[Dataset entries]
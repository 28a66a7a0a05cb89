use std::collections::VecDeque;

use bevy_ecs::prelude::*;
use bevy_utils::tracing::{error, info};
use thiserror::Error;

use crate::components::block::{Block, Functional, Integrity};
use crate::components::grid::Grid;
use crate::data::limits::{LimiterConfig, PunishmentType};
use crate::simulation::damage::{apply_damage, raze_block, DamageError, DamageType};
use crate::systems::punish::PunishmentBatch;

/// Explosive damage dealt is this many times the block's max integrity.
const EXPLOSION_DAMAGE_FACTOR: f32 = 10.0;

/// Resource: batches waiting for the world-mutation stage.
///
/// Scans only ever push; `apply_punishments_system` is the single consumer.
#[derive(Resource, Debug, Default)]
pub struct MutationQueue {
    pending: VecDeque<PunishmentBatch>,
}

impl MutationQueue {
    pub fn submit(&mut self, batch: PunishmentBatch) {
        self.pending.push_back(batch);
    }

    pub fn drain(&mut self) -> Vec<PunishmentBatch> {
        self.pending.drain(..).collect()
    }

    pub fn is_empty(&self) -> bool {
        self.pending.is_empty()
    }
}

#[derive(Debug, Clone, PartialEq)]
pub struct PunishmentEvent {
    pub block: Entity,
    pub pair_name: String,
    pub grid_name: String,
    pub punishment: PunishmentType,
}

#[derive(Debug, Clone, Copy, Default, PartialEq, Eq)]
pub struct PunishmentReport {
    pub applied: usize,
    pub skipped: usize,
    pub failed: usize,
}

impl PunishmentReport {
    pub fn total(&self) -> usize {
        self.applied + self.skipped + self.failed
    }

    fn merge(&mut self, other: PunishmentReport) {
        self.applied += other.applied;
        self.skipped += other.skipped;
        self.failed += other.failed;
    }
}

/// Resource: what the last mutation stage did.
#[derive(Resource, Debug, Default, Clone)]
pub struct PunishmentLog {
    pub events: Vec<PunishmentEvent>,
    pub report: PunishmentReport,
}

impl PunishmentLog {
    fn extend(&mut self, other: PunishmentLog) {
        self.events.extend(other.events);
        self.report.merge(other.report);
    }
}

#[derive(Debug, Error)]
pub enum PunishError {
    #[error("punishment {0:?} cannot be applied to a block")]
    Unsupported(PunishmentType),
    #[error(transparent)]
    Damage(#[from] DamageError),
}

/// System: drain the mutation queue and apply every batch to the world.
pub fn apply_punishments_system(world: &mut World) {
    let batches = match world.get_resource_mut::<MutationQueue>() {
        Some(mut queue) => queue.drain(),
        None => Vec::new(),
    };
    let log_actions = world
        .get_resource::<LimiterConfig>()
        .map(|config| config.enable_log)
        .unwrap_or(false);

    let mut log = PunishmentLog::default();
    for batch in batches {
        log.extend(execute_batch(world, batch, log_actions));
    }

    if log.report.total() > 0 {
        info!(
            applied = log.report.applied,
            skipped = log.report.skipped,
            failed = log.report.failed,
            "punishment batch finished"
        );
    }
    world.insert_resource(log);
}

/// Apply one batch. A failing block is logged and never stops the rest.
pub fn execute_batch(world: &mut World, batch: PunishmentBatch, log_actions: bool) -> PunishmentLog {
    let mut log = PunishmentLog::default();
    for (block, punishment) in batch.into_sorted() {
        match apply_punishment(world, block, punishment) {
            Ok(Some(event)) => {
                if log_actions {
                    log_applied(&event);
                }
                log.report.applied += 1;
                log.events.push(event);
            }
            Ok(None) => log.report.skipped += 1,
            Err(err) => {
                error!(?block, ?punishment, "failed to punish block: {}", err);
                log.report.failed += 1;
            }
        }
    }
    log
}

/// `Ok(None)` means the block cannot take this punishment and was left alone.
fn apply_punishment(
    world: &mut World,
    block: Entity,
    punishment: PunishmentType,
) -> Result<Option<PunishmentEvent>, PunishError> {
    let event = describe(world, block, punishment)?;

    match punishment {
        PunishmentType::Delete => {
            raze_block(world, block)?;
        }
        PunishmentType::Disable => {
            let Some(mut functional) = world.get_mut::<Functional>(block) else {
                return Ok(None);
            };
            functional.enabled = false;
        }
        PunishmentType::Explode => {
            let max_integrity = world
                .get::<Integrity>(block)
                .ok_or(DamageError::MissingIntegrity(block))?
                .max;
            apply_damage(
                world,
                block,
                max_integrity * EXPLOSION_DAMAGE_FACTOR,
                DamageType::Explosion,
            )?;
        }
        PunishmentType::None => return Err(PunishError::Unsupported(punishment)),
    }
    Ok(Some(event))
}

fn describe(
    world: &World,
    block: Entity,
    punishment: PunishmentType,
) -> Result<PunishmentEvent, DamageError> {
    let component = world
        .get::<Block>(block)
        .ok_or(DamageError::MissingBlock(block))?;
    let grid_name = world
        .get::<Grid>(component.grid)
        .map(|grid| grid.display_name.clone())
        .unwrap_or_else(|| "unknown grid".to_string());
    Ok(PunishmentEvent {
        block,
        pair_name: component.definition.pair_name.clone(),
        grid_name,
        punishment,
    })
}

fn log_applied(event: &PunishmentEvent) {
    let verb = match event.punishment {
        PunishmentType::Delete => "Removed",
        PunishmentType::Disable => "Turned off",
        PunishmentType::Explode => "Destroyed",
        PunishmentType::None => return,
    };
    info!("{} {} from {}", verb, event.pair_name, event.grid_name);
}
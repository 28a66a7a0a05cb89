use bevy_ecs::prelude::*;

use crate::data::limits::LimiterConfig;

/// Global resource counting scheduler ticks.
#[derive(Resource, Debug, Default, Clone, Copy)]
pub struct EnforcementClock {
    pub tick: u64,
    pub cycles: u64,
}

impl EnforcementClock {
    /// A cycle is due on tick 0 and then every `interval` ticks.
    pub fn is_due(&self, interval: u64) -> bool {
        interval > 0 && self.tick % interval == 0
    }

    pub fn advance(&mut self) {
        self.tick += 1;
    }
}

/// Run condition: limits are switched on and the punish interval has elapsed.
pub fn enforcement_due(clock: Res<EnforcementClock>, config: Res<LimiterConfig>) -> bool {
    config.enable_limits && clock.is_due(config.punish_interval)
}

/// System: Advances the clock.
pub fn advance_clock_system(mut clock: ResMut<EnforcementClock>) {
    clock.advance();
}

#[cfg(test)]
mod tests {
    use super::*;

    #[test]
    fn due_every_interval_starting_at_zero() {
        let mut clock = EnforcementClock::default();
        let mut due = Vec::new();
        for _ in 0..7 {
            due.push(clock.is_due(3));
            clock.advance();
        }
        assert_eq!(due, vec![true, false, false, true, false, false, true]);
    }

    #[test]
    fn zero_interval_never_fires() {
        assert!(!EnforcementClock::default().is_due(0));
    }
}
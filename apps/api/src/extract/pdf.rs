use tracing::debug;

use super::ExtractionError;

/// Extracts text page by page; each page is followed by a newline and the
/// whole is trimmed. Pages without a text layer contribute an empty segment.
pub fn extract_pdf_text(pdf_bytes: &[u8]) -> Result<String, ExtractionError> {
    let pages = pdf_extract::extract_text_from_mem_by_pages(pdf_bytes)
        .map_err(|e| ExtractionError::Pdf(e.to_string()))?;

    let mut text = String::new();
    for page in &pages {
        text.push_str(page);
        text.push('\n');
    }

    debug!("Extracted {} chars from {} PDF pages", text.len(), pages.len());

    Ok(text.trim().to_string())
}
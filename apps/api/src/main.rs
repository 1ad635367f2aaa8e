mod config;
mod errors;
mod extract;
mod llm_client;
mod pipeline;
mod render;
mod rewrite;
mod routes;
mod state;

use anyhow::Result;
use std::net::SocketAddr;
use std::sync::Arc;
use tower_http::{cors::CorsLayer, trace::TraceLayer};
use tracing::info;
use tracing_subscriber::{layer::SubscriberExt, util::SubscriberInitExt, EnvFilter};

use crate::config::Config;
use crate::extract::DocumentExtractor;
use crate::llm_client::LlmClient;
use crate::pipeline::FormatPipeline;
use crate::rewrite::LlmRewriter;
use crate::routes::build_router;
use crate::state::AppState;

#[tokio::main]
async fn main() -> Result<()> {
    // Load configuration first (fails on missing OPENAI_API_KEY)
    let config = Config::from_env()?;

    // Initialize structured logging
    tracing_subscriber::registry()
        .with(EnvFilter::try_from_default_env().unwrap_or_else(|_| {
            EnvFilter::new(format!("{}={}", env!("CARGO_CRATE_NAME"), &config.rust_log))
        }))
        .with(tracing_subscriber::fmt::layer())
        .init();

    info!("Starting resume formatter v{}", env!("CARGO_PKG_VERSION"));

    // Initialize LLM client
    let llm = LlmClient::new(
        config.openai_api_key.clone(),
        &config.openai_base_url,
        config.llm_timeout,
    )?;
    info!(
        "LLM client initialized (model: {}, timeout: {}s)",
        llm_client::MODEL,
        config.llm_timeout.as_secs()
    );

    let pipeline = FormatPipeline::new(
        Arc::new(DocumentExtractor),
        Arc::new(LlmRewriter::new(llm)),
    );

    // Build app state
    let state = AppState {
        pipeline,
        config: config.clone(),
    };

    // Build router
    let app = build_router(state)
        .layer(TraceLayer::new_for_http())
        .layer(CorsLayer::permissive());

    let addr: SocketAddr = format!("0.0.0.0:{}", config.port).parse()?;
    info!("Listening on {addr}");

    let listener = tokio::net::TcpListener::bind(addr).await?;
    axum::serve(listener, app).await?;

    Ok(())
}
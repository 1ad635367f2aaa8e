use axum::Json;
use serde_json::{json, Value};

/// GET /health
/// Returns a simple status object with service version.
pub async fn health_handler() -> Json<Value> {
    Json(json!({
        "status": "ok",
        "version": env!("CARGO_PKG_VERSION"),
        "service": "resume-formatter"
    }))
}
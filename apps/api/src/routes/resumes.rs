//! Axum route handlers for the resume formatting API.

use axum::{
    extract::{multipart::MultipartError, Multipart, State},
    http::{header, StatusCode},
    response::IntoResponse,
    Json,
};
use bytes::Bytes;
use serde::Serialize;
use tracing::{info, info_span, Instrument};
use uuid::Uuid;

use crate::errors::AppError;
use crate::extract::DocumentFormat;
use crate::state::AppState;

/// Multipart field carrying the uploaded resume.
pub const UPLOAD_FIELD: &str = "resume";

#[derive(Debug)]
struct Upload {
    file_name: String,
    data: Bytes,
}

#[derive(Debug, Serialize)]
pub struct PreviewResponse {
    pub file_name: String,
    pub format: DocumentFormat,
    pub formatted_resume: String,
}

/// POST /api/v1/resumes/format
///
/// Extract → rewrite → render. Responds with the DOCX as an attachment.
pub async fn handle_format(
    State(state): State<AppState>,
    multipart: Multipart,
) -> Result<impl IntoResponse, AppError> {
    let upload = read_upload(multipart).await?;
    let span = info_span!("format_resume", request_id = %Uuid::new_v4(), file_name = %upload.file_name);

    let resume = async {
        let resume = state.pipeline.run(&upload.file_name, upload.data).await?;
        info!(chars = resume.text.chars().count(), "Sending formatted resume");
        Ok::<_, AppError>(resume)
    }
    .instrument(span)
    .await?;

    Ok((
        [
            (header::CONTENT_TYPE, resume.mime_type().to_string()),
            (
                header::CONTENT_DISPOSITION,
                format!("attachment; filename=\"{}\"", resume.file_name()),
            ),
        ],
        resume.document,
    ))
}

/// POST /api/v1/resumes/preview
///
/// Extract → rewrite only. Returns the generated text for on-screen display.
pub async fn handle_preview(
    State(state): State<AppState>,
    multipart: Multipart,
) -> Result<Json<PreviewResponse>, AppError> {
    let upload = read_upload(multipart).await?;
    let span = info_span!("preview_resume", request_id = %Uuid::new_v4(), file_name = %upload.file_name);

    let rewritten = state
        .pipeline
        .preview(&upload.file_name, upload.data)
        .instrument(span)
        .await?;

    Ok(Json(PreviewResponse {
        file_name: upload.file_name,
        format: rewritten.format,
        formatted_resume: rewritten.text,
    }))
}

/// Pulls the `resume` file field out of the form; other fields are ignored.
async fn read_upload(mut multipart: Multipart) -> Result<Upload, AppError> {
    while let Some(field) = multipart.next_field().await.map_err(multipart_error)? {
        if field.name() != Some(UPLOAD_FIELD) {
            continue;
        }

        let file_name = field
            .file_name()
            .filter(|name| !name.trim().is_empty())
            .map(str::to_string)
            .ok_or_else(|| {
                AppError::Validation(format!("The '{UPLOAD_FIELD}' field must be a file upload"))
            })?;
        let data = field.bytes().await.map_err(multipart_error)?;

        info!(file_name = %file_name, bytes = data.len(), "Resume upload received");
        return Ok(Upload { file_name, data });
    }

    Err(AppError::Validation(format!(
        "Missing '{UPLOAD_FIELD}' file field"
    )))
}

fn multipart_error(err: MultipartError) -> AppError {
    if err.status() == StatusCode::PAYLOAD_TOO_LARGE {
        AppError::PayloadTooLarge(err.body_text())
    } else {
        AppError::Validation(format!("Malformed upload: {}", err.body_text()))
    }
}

* [Description of the task]:
Above are the entries. Quote exactly the lines from the one bearing "#[derive(Resource, Debug, Default)]" through the one bearing "#[derive(Debug, Clone, PartialEq)]".

* [Result of the task]:
#[derive(Resource, Debug, Default)]
pub struct MutationQueue {
    pending: VecDeque<PunishmentBatch>,
}

impl MutationQueue {
    pub fn submit(&mut self, batch: PunishmentBatch) {
        self.pending.push_back(batch);
    }

    pub fn drain(&mut self) -> Vec<PunishmentBatch> {
        self.pending.drain(..).collect()
    }

    pub fn is_empty(&self) -> bool {
        self.pending.is_empty()
    }
}

#[derive(Debug, Clone, PartialEq)]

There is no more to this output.